R.A. The Rugged Man is not for the easily offended or squeamish. However, he is a true student of Hip Hop and a proficient technician of lyricism. When he first hit the scene in the early 90s he mostly got recognized for his shock value approach of outlandish sex rhymes and things of the sort. However, that is merely one facet of his verbal techniques. The other side relies purely on intricate rhyme schemes, flawless flow, and head-smacking content.

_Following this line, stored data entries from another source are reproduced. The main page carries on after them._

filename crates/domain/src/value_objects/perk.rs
//! Perks - permanent, level-gated enhancements.

use serde::{Deserialize, Serialize};

#[derive(Debug, Clone, PartialEq, Eq, Serialize, Deserialize)]
#[serde(rename_all = "camelCase")]
pub struct Perk {
    pub name: String,
    pub description: String,
    pub unlocked_at_level: u32,
}

impl Perk {
    pub fn new(name: impl Into<String>, description: impl Into<String>, unlocked_at_level: u32) -> Self {
        Self {
            name: name.into(),
            description: description.into(),
            unlocked_at_level,
        }
    }
}

/// Append newly unlocked perks verbatim.
///
/// Perks arrive unique from generation, so no deduplication happens here.
pub fn append_perks(current: &mut Vec<Perk>, unlocked: &[Perk]) {
    current.extend_from_slice(unlocked);
}
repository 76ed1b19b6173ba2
//! Port traits for infrastructure boundaries.
//!
//! These are the ONLY abstractions in the engine. Everything else is concrete types.
//! Ports exist for:
//! - The record store (sessions, players, characters, turns, snapshots)
//! - The narrative collaborator (and the LLM behind it)
//! - The real-time notification channel
//! - Clock (for testing)

mod error;
mod external;
mod repos;
mod testing;
pub mod types;

// =============================================================================
// Repository Ports
// =============================================================================
pub use repos::{CharacterRepo, PlayerRepo, SessionRepo, SnapshotRepo, TurnRepo};

// =============================================================================
// Types crossing the ports
// =============================================================================
pub use types::{CharacterBrief, EventLogEntry, GameEvent, NarrativeContext, PerkContext};

// =============================================================================
// External Service Ports
// =============================================================================
pub use external::{
    ChatMessage, LlmPort, LlmRequest, LlmResponse, MessageRole, NarrativePort, NotificationPort,
    TokenUsage,
};

// =============================================================================
// Test-Only Mocks (only available during test builds)
// =============================================================================
#[cfg(test)]
pub use repos::{
    MockCharacterRepo, MockPlayerRepo, MockSessionRepo, MockSnapshotRepo, MockTurnRepo,
};

#[cfg(test)]
pub use external::{MockLlmPort, MockNarrativePort, MockNotificationPort};

#[cfg(test)]
pub use testing::MockClockPort;

// =============================================================================
// Testing Ports
// =============================================================================
pub use testing::ClockPort;

// =============================================================================
// Error Types
// =============================================================================
pub use error::{LlmError, NarrativeError, RepoError};
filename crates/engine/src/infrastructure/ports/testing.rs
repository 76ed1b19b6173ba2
//! Testability port for injecting time.

use chrono::{DateTime, Utc};

#[cfg_attr(test, mockall::automock)]
pub trait ClockPort: Send + Sync {
    fn now(&self) -> DateTime<Utc>;
}
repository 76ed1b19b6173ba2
//! Aggregates - consistency boundaries mutated under a single lock.

mod game_session;

pub use game_session::{GameSession, SessionStatus, SessionValidation, DEFAULT_MAX_PLAYERS};
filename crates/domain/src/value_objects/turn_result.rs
//! Turn results - the closed, validated shape of a narrative response.
//!
//! Nothing past the validation boundary handles raw collaborator output; it
//! only sees `TurnResult`.

use std::fmt;
use std::str::FromStr;

use serde::{Deserialize, Serialize};

use super::stat_update::StatUpdate;
use crate::error::DomainError;

/// Outcome of one narrative generation for a player's turn.
#[derive(Debug, Clone, PartialEq, Eq, Serialize, Deserialize)]
#[serde(tag = "kind", rename_all = "camelCase")]
pub enum TurnResult {
    /// The collaborator judged the submitted action illegal.
    Rejected { reason: String },
    /// A full story continuation with choices and stat deltas.
    Resolved(ResolvedTurn),
}

impl TurnResult {
    pub fn is_rejected(&self) -> bool {
        matches!(self, Self::Rejected { .. })
    }
}

#[derive(Debug, Clone, PartialEq, Eq, Serialize, Deserialize)]
#[serde(rename_all = "camelCase")]
pub struct ResolvedTurn {
    /// Opaque story text
    pub narrative: String,
    /// Always A, B, C, D in that order
    pub choices: [Choice; 4],
    pub stat_updates: Vec<StatUpdate>,
}

#[derive(Debug, Clone, PartialEq, Eq, Serialize, Deserialize)]
#[serde(rename_all = "camelCase")]
pub struct Choice {
    pub label: ChoiceLabel,
    pub description: String,
    pub risk_level: RiskLevel,
}

#[derive(Debug, Clone, Copy, PartialEq, Eq, Hash, Serialize, Deserialize)]
pub enum ChoiceLabel {
    A,
    B,
    C,
    D,
}

impl ChoiceLabel {
    /// Labels in the only order a response may present them.
    pub const ORDER: [ChoiceLabel; 4] = [Self::A, Self::B, Self::C, Self::D];

    pub fn as_str(&self) -> &'static str {
        match self {
            Self::A => "A",
            Self::B => "B",
            Self::C => "C",
            Self::D => "D",
        }
    }
}

impl fmt::Display for ChoiceLabel {
    fn fmt(&self, f: &mut fmt::Formatter<'_>) -> fmt::Result {
        f.write_str(self.as_str())
    }
}

#[derive(Debug, Clone, Copy, PartialEq, Eq, Hash, Serialize, Deserialize)]
#[serde(rename_all = "camelCase")]
pub enum RiskLevel {
    Low,
    Medium,
    High,
    Extreme,
}

impl RiskLevel {
    pub fn as_str(&self) -> &'static str {
        match self {
            Self::Low => "low",
            Self::Medium => "medium",
            Self::High => "high",
            Self::Extreme => "extreme",
        }
    }
}

impl fmt::Display for RiskLevel {
    fn fmt(&self, f: &mut fmt::Formatter<'_>) -> fmt::Result {
        f.write_str(self.as_str())
    }
}

impl FromStr for RiskLevel {
    type Err = DomainError;

    fn from_str(s: &str) -> Result<Self, Self::Err> {
        match s {
            "low" => Ok(Self::Low),
            "medium" => Ok(Self::Medium),
            "high" => Ok(Self::High),
            "extreme" => Ok(Self::Extreme),
            other => Err(DomainError::validation(format!("unknown risk level: {other}"))),
        }
    }
}
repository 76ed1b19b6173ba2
//! In-process broadcast of game events.
//!
//! Transport adapters (WebSocket, SSE) subscribe here and forward events to
//! clients of the matching session.

use async_trait::async_trait;
use powertale_domain::SessionId;
use tokio::sync::broadcast;

use crate::infrastructure::ports::{GameEvent, NotificationPort};

/// Default channel capacity; slow subscribers past this lag and drop events.
pub const DEFAULT_CAPACITY: usize = 256;

/// An event addressed to one session.
#[derive(Debug, Clone, PartialEq)]
pub struct SessionEvent {
    pub session_id: SessionId,
    pub event: GameEvent,
}

pub struct BroadcastNotifier {
    sender: broadcast::Sender<SessionEvent>,
}

impl BroadcastNotifier {
    pub fn new(capacity: usize) -> Self {
        let (sender, _) = broadcast::channel(capacity.max(1));
        Self { sender }
    }

    pub fn subscribe(&self) -> broadcast::Receiver<SessionEvent> {
        self.sender.subscribe()
    }
}

impl Default for BroadcastNotifier {
    fn default() -> Self {
        Self::new(DEFAULT_CAPACITY)
    }
}

#[async_trait]
impl NotificationPort for BroadcastNotifier {
    async fn publish(&self, session_id: SessionId, event: GameEvent) {
        // No subscribers is not a failure; delivery belongs to the channel.
        if self.sender.send(SessionEvent { session_id, event }).is_err() {
            tracing::debug!(session_id = %session_id, "Game event dropped: no subscribers");
        }
    }
}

Here are the first five R.A. verses that blew my mind:
-“50,000 Heads” w/Sadat X (’96): The title of this track, along with the sampled chorus, comes from one R.A.’s cult classic, “Every Record Label Sucks…” where he states, “There’s only 50,000 that are true to this/The rest are clueless to what real Hip Hop music is…” Here, he continues to build from that concept and after a top quality first verse from Sadat X, R.A. goes for the throat. The highlight comes towards the end where he quickens the pace, “…I’m top five lyrically/if you ain’t listing me, you’re dissin me/49 wins with no losses, heavyweights know who the boss is/Disrespect? (You) don’t want to find out what the cost is/I make this comeback in ‘97/You lyricists who Hip Hop is your life get love back in ‘97/Don’t play me, I react violently now in ‘97/Ignorant minds better speak silently now in ‘97/R.A The Rugged Man hated by everyone/That’s what I’m hearing y’all…that’s what I’m hearing…”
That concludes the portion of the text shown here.